MSM is thought to be effective in the fight against Osteoarthritis (OA) and other joint pain because of its high sulfur content, one of the building blocks of healthy joints.
What Causes Joint Pain?
Osteoarthritis (OA) and physical strain can lead to joint pain and swelling. MSM has been shown to relieve pain associated with OA. It has also shown anti-inflammatory effects in animal research.
Osteoarthritis (OA) is a nearly universal consequence of aging among vertebrates. Over 40 million Americans have some form of degenerative joint disease, including 80% of people over 50 years old. By the seventh decade, OA is nearly universal, producing the highest rate of morbidity of any disease.
Joints affected by OA suffer from uneven loading, which leads to altered lines of weight bearing. Cartilage (made by cells called chondrocytes) begins to build up to compensate for the uneven load, which forms roughening and deformities in the joint surface. The joints inflame and no longer operate smoothly, but instead the ball and socket rub unevenly from the friction of the outgrowths of cartilage and bone, called osteophytes. These changes cause irritation, triggering more cartilage growth and inflammation– and the cycle of degeneration is set into motion. Science has been unsuccessful in finding a cure for OA, so instead, treatment focuses on easing the symptoms.
Sports injuries, tennis elbow, and tendonitis involve inflammation and micro-trauma to the soft tissues around the joints.
The inflammation caused by these injuries can easily become chronic due to overuse or improper after-care, resulting in symptoms not unlike arthritis: soreness, stiffness, and general pain in the region.
The Role of Sulfur in Joint Pain
MSM is thought to deliver sulfur to the body in a useable way. Sulfur helps maintain the structure of connective tissue by forming cross-linkages through disulfide bonds, i.e., sulfur strengthens the tissues that make up the joint.
Sulfur is critical to good joint health. Glycosaminoglycans (GAGs) are the fundamental building blocks of joint cartilage, and GAG molecules are linked together in chains by disulfide bonds.

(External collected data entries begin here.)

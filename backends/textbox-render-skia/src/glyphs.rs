//! Glyph runs as vector paths
//!
//! Text is painted by turning every glyph outline into path segments, so the
//! same fill and stroke code that paints boxes paints text.

use kurbo::BezPath;
use skrifa::instance::{LocationRef, Size};
use skrifa::outline::DrawSettings;
use skrifa::MetadataProvider;
use textbox_core::error::SurfaceError;

use crate::fonts::Font;

/// Outlines of one line of text, baseline at y = 0, y pointing down
pub(crate) struct GlyphRun {
    pub path: BezPath,
    pub advance: f32,
}

/// Lay out `text` left to right with no shaping and collect its outlines
pub(crate) fn build_run(font: &Font, text: &str, size_px: f32) -> Result<GlyphRun, SurfaceError> {
    let font_ref = font
        .font_ref()
        .ok_or_else(|| SurfaceError::Backend("font data no longer parses".into()))?;
    let outlines = font_ref.outline_glyphs();
    let charmap = font_ref.charmap();
    let glyph_metrics = font_ref.glyph_metrics(Size::new(size_px), LocationRef::default());

    let mut path = BezPath::new();
    let mut pen_x = 0.0f32;
    for ch in text.chars() {
        let glyph_id = charmap.map(ch).unwrap_or(skrifa::GlyphId::NOTDEF);
        if let Some(glyph) = outlines.get(glyph_id) {
            let mut pen = PathPen {
                path: &mut path,
                origin_x: pen_x as f64,
            };
            let settings = DrawSettings::unhinted(Size::new(size_px), LocationRef::default());
            glyph
                .draw(settings, &mut pen)
                .map_err(|_| SurfaceError::OutlineExtractionFailed(glyph_id.to_u32()))?;
        } else {
            log::warn!("no outline for {:?} (glyph {})", ch, glyph_id.to_u32());
        }
        pen_x += glyph_metrics.advance_width(glyph_id).unwrap_or(0.0);
    }

    log::trace!(
        "glyph run of {} chars, advance {}",
        text.chars().count(),
        pen_x
    );
    Ok(GlyphRun {
        path,
        advance: pen_x,
    })
}

/// Collects outline segments into a kurbo path, flipping font y-up into
/// screen y-down and shifting each glyph to its pen position
struct PathPen<'a> {
    path: &'a mut BezPath,
    origin_x: f64,
}

impl PathPen<'_> {
    fn point(&self, x: f32, y: f32) -> (f64, f64) {
        (self.origin_x + x as f64, -(y as f64))
    }
}

impl skrifa::outline::OutlinePen for PathPen<'_> {
    fn move_to(&mut self, x: f32, y: f32) {
        let p = self.point(x, y);
        self.path.move_to(p);
    }

    fn line_to(&mut self, x: f32, y: f32) {
        let p = self.point(x, y);
        self.path.line_to(p);
    }

    fn quad_to(&mut self, cx0: f32, cy0: f32, x: f32, y: f32) {
        let (c, p) = (self.point(cx0, cy0), self.point(x, y));
        self.path.quad_to(c, p);
    }

    fn curve_to(&mut self, cx0: f32, cy0: f32, cx1: f32, cy1: f32, x: f32, y: f32) {
        let (c0, c1, p) = (self.point(cx0, cy0), self.point(cx1, cy1), self.point(x, y));
        self.path.curve_to(c0, c1, p);
    }

    fn close(&mut self) {
        self.path.close_path();
    }
}

#[cfg(test)]
mod tests {
    use super::*;
    use kurbo::{PathEl, Shape};
    use skrifa::outline::OutlinePen;
    use std::path::PathBuf;

    fn mono() -> Font {
        let mut path = PathBuf::from(env!("CARGO_MANIFEST_DIR"));
        path.pop(); // textbox-render-skia
        path.pop(); // backends
        path.push("test-fonts");
        path.push("DejaVuSansMono.ttf");
        Font::from_file(path).unwrap()
    }

    #[test]
    fn test_run_sits_on_baseline() {
        let font = mono();
        let run = build_run(&font, "Hi", 24.0).unwrap();

        assert!((run.advance - font.text_advance("Hi", 24.0)).abs() < 1e-3);
        let bbox = run.path.bounding_box();
        assert!(bbox.y0 < -10.0);
        assert!(bbox.y1 <= 0.5);
        assert!(bbox.x0 >= 0.0 && (bbox.x1 as f32) <= run.advance);
    }

    #[test]
    fn test_empty_run() {
        let run = build_run(&mono(), "", 24.0).unwrap();
        assert_eq!(run.advance, 0.0);
        assert!(run.path.elements().is_empty());
    }

    #[test]
    fn test_pen_flips_and_offsets() {
        let mut path = BezPath::new();
        let mut pen = PathPen {
            path: &mut path,
            origin_x: 10.0,
        };
        pen.move_to(1.0, 2.0);
        pen.line_to(3.0, -4.0);
        pen.close();

        let elements = path.elements();
        assert_eq!(elements[0], PathEl::MoveTo((11.0, -2.0).into()));
        assert_eq!(elements[1], PathEl::LineTo((13.0, 4.0).into()));
        assert_eq!(elements[2], PathEl::ClosePath);
    }
}
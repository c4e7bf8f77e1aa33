//! Font descriptors: the `"<style> <size>pt <family>"` strings shared by
//! measurement and painting

use crate::error::{MetricsError, Result};
use crate::types::FontStyle;
use std::fmt;

/// CSS pixels per typographic point
pub const PX_PER_PT: f32 = 96.0 / 72.0;

/// A parsed font descriptor
///
/// `Display` produces exactly the string handed to metrics providers and
/// surfaces, so `FontDescriptor::parse(&d.to_string())` gives `d` back.
#[derive(Debug, Clone, PartialEq)]
pub struct FontDescriptor {
    pub style: FontStyle,
    pub size_pt: f32,
    pub family: String,
}

impl FontDescriptor {
    pub fn new(style: FontStyle, size_pt: f32, family: impl Into<String>) -> Self {
        Self {
            style,
            size_pt,
            family: family.into(),
        }
    }

    /// Nominal size in CSS pixels, which is what backends rasterize at
    pub fn size_px(&self) -> f32 {
        self.size_pt * PX_PER_PT
    }

    /// Parse a descriptor; the family may contain spaces
    ///
    /// A `px` size is accepted as well and converted to points.
    pub fn parse(descriptor: &str) -> Result<Self> {
        let invalid = || MetricsError::InvalidDescriptor(descriptor.to_string());

        let mut parts = descriptor.trim().splitn(3, char::is_whitespace);
        let style = parts
            .next()
            .and_then(|s| s.parse::<FontStyle>().ok())
            .ok_or_else(invalid)?;
        let size = parts.next().ok_or_else(invalid)?;
        let family = parts.next().map(str::trim).unwrap_or_default();
        if family.is_empty() {
            return Err(invalid().into());
        }

        let parsed = if let Some(pt) = size.strip_suffix("pt") {
            pt.parse::<f32>().ok()
        } else if let Some(px) = size.strip_suffix("px") {
            px.parse::<f32>().ok().map(|px| px / PX_PER_PT)
        } else {
            None
        };
        let size_pt = parsed
            .filter(|v| v.is_finite() && *v >= 0.0)
            .ok_or_else(invalid)?;

        Ok(Self::new(style, size_pt, family))
    }
}

impl fmt::Display for FontDescriptor {
    fn fmt(&self, f: &mut fmt::Formatter<'_>) -> fmt::Result {
        write!(f, "{} {}pt {}", self.style, self.size_pt, self.family)
    }
}
#[cfg(test)]
mod tests {
    use alloc::vec;

    use super::*;
    use crate::node::kind::{Color, ShapeContent};

    fn shape(graph: &mut SceneGraph, w: f64, h: f64) -> NodeId {
        graph.create_node(NodeKind::Shape(ShapeContent {
            width: w,
            height: h,
            color: Color::BLACK,
        }))
    }

    #[test]
    fn create_and_destroy() {
        let mut graph = SceneGraph::new();
        let id = graph.create_node(NodeKind::Group);
        assert!(graph.is_alive(id));
        graph.destroy_node(id);
        assert!(!graph.is_alive(id));
    }

    #[test]
    fn generation_prevents_stale_access() {
        let mut graph = SceneGraph::new();
        let id1 = graph.create_node(NodeKind::Group);
        graph.destroy_node(id1);
        let id2 = graph.create_node(NodeKind::Group);
        assert!(!graph.is_alive(id1));
        assert!(graph.is_alive(id2));
        assert_eq!(id1.idx, id2.idx);
        assert_ne!(id1.generation, id2.generation);
    }

    #[test]
    #[should_panic(expected = "stale NodeId")]
    fn stale_handle_panics() {
        let mut graph = SceneGraph::new();
        let id = graph.create_node(NodeKind::Group);
        graph.destroy_node(id);
        let _ = graph.parent(id);
    }

    #[test]
    fn add_child_at_orders_siblings() {
        let mut graph = SceneGraph::new();
        let parent = graph.create_node(NodeKind::Group);
        let a = graph.create_node(NodeKind::Group);
        let b = graph.create_node(NodeKind::Group);
        let c = graph.create_node(NodeKind::Group);
        graph.add_child(parent, a);
        graph.add_child(parent, c);
        graph.add_child_at(parent, b, 1);
        let kids: Vec<_> = graph.children(parent).collect();
        assert_eq!(kids, vec![a, b, c]);
        assert_eq!(graph.child_at(parent, 2), Some(c));
        assert_eq!(graph.num_children(parent), 3);
    }

    #[test]
    fn adding_to_a_new_parent_detaches_first() {
        let mut graph = SceneGraph::new();
        let p1 = graph.create_node(NodeKind::Group);
        let p2 = graph.create_node(NodeKind::Group);
        let child = graph.create_node(NodeKind::Group);
        graph.add_child(p1, child);
        graph.add_child(p2, child);
        assert_eq!(graph.parent(child), Some(p2));
        assert!(graph.children(p1).next().is_none());
    }

    #[test]
    fn set_child_index_reorders() {
        let mut graph = SceneGraph::new();
        let parent = graph.create_node(NodeKind::Group);
        let a = graph.create_node(NodeKind::Group);
        let b = graph.create_node(NodeKind::Group);
        graph.add_child(parent, a);
        graph.add_child(parent, b);
        graph.set_child_index(parent, b, 0);
        let kids: Vec<_> = graph.children(parent).collect();
        assert_eq!(kids, vec![b, a]);
        // Re-adding an existing child reorders instead of duplicating.
        graph.add_child(parent, b);
        let kids: Vec<_> = graph.children(parent).collect();
        assert_eq!(kids, vec![a, b]);
    }

    #[test]
    fn remove_child_at_returns_the_child() {
        let mut graph = SceneGraph::new();
        let parent = graph.create_node(NodeKind::Group);
        let a = graph.create_node(NodeKind::Group);
        graph.add_child(parent, a);
        assert_eq!(graph.remove_child_at(parent, 3), None);
        assert_eq!(graph.remove_child_at(parent, 0), Some(a));
        assert_eq!(graph.parent(a), None);
    }

    #[test]
    fn stage_membership_tracks_attachment() {
        let mut graph = SceneGraph::new();
        let stage = graph.stage();
        let group = graph.create_node(NodeKind::Group);
        let leaf = shape(&mut graph, 10.0, 10.0);
        graph.add_child(group, leaf);
        assert!(!graph.is_on_stage(leaf));

        graph.add_child(stage, group);
        assert!(graph.is_on_stage(leaf));
        assert_eq!(graph.nest_level(leaf), 2);
        assert_eq!(graph.parent_surface(leaf), Some(graph.stage_surface()));

        graph.remove_child(stage, group);
        assert!(!graph.is_on_stage(leaf));
        assert_eq!(graph.parent_surface(leaf), None);
    }

    #[test]
    fn attaching_queues_drawables_on_the_stage_surface() {
        let mut graph = SceneGraph::new();
        let stage = graph.stage();
        let group = graph.create_node(NodeKind::Group);
        let leaf = shape(&mut graph, 10.0, 10.0);
        graph.add_child(group, leaf);
        graph.add_child(stage, group);
        let queued = graph.queued_entries(graph.stage_surface());
        assert!(queued.contains(&DirtyEntry::Node(leaf.idx)));
        assert!(
            !queued.contains(&DirtyEntry::Node(group.idx)),
            "groups have no region"
        );
    }

    #[test]
    #[should_panic(expected = "cannot add a node to its own subtree")]
    fn cycles_are_rejected() {
        let mut graph = SceneGraph::new();
        let a = graph.create_node(NodeKind::Group);
        let b = graph.create_node(NodeKind::Group);
        graph.add_child(a, b);
        graph.add_child(b, a);
    }

    #[test]
    #[should_panic(expected = "cannot destroy node with children")]
    fn destroy_with_children_panics() {
        let mut graph = SceneGraph::new();
        let parent = graph.create_node(NodeKind::Group);
        let child = graph.create_node(NodeKind::Group);
        graph.add_child(parent, child);
        graph.destroy_node(parent);
    }

    #[test]
    fn destroy_detaches_from_parent() {
        let mut graph = SceneGraph::new();
        let stage = graph.stage();
        let leaf = shape(&mut graph, 5.0, 5.0);
        graph.add_child(stage, leaf);
        graph.destroy_node(leaf);
        assert!(graph.children(stage).next().is_none());
        assert!(
            !graph
                .queued_entries(graph.stage_surface())
                .contains(&DirtyEntry::Node(leaf.idx)),
            "queue entry is flushed"
        );
    }

    #[test]
    fn set_kind_swaps_content() {
        let mut graph = SceneGraph::new();
        let leaf = shape(&mut graph, 5.0, 5.0);
        graph.set_kind(
            leaf,
            NodeKind::Shape(ShapeContent {
                width: 8.0,
                height: 2.0,
                color: Color::WHITE,
            }),
        );
        assert_eq!(graph.content_bounds(leaf), Rect::new(0.0, 0.0, 8.0, 2.0));
    }

    #[test]
    fn names_are_stored() {
        let mut graph = SceneGraph::new();
        let a = graph.create_node(NodeKind::Group);
        graph.set_name(a, "hud");
        assert_eq!(graph.name(a), "hud");
        assert_eq!(graph.name(graph.stage()), "stage");
    }
}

As the name implies, these bonds are between two sulfur atoms. The disulfide bridges reduce conformational flexibility of GAG chains, making cartilage firm and resilient. Cartilage integrity is thus a sulfur-dependent state.
MSM contains a lot of sulfur – 34% by weight. While more research is needed to determine how the body absorbs the sulfur it needs from MSM, preliminary studies in mice and in horses suggest that the sulfur in MSM is incorporated into proteins and into joint tissues.